My dear parishioners,

    Peace!  In other bulletins (4 December, 2016-11 June, 2017) we have considered the teaching of the Catechism of the Catholic Church on “conscience.”  We then turned to Saint John Paul II’s encyclical letter Veritatis splendor (6 August, 1993) which addresses fundamental moral issues, including “conscience” more than one hundred times.  These reflections were begun earlier (6 April, 2018-30 May, 2018).  Here we no consider a passage from Veritatis splendor, 54.2.
    Saint John Paul II (+2005) reminds us in VS, 54, that how we conceive “the relationship between freedom and law” is “intimately bound up with” our “understanding of the moral conscience.”  If law is seen as “just a suggestion” without any moral import that has consequences.  If law is an “ordinance of reason” as Saint Thomas Aquinas (+1274) taught (Summa Theologiae I-II, Q. 90, A. 4), and we are rational creatures as Boethius (+525) taught (De Persona et Duabus Naturisc. ii) there is a different sort of consequence. 
     I never saw Pat Summit or Phil Fulmer coach the Tennessee Volunteers.  They were great because they were able to have their players, athletes, play by the rules (the laws of sports).  I don’t know anyone who would say that the “freedom of the coaches” or the “freedom of the athletes” was impeded by the rules.  When the rules are followed, the playing field is even and physical prowess carries the day.

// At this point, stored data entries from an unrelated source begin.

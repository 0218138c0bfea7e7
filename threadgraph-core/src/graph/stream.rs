use crate::types::{ChatState, Message, NodeError, Role, TurnError, TurnResult};
use futures::Stream;
use std::future::Future;
use std::pin::Pin;
use std::task::{Context, Poll};
use tokio::task::JoinHandle;
use tokio_stream::wrappers::ReceiverStream;

/// What a streaming turn reports while it runs.
#[derive(Debug, Clone, PartialEq)]
pub enum TurnEvent {
    /// Text fragment of a message that is still being generated
    Delta { role: Role, content: String },
    /// A message that has just been checkpointed
    Message(Message),
}

impl TurnEvent {
    /// Assistant text carried by this event, if it is a fragment of an answer.
    pub fn assistant_text(&self) -> Option<&str> {
        match self {
            TurnEvent::Delta {
                role: Role::Assistant,
                content,
            } => Some(content),
            _ => None,
        }
    }
}

/// Events of one streaming turn.
///
/// Ends when the turn reaches `END`; a failed turn yields its error as the
/// last item. Cancelling or dropping the stream aborts the turn, keeping the
/// messages it already checkpointed.
pub struct TurnStream {
    events: ReceiverStream<TurnEvent>,
    handle: Option<JoinHandle<TurnResult<ChatState>>>,
}

impl TurnStream {
    pub(crate) fn new(
        events: ReceiverStream<TurnEvent>,
        handle: JoinHandle<TurnResult<ChatState>>,
    ) -> Self {
        Self {
            events,
            handle: Some(handle),
        }
    }

    /// Stop the turn. The stream ends after any already buffered events.
    pub fn cancel(&mut self) {
        if let Some(handle) = self.handle.take() {
            handle.abort();
        }
        self.events.close();
    }

    pub fn is_finished(&self) -> bool {
        self.handle.as_ref().map_or(true, JoinHandle::is_finished)
    }
}

impl Stream for TurnStream {
    type Item = TurnResult<TurnEvent>;

    fn poll_next(self: Pin<&mut Self>, cx: &mut Context<'_>) -> Poll<Option<Self::Item>> {
        let this = self.get_mut();
        match Pin::new(&mut this.events).poll_next(cx) {
            Poll::Ready(Some(event)) => return Poll::Ready(Some(Ok(event))),
            Poll::Pending => return Poll::Pending,
            Poll::Ready(None) => {}
        }

        // Channel drained: report how the turn ended.
        let Some(handle) = this.handle.as_mut() else {
            return Poll::Ready(None);
        };
        match Pin::new(handle).poll(cx) {
            Poll::Pending => Poll::Pending,
            Poll::Ready(result) => {
                this.handle = None;
                match result {
                    Ok(Ok(_)) => Poll::Ready(None),
                    Ok(Err(e)) => Poll::Ready(Some(Err(e))),
                    Err(e) if e.is_cancelled() => Poll::Ready(Some(Err(TurnError::Cancelled))),
                    Err(e) => Poll::Ready(Some(Err(TurnError::Node(NodeError::Execution(
                        e.to_string(),
                    ))))),
                }
            }
        }
    }
}

impl Drop for TurnStream {
    fn drop(&mut self) {
        if let Some(handle) = self.handle.take() {
            handle.abort();
        }
    }
}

    Obedience to the natural law inscribed on our very soul, obedience to the Divine Law given through Moses (cf. Exodus 20:1-17; Deuteronomy 5:6-21), obedience to the Sermon on the Mount (cf. Matthew 5-7; Luke 6:20-49; John 14:15) is even more important than a good football or basketball game.  There may well be other seasons, but we only have this one life on the good Earth with which to please the Lord (or not; cf. 1 Corinthians 7:17; Isaiah 42:5; Hebrews 9:27).  The sin of our First Parents, in the beginning, in the garden (cf. Genesis3:1-24), was primarily one of disobedience.  Christ the Lord, however, was “obedient unto death, death on a Cross (Philippians 2:8)” as we recall so vividly on Good Friday.  It is not just the “terrible twos” who like to say “no body can tell me what to do”…   The world lies to us, saying that there is no such thing as sin.  Yet, part of the sad consequences of Original Sin are not only suffering, death, and ignorance, but also a tendency to do evil, technically called “concupiscence.”  The evil we have a tendency to do differs, some may be more prone to pride, greed, envy, wrath, lust, gluttony or sloth, to name a few wicked tendencies.  I actually had a friend who would tell me, half joking, that “gluttony was his favorite sin.”  The point is, we should not have “favorite sins.”  We should despise all sin (cf. Psalm 97:10; Proverbs 8:13; Hebrews 1:9).  A well formed conscience recognizes this and acts accordingly.  Thankfully, i`n Christ, we can be victorious over sin.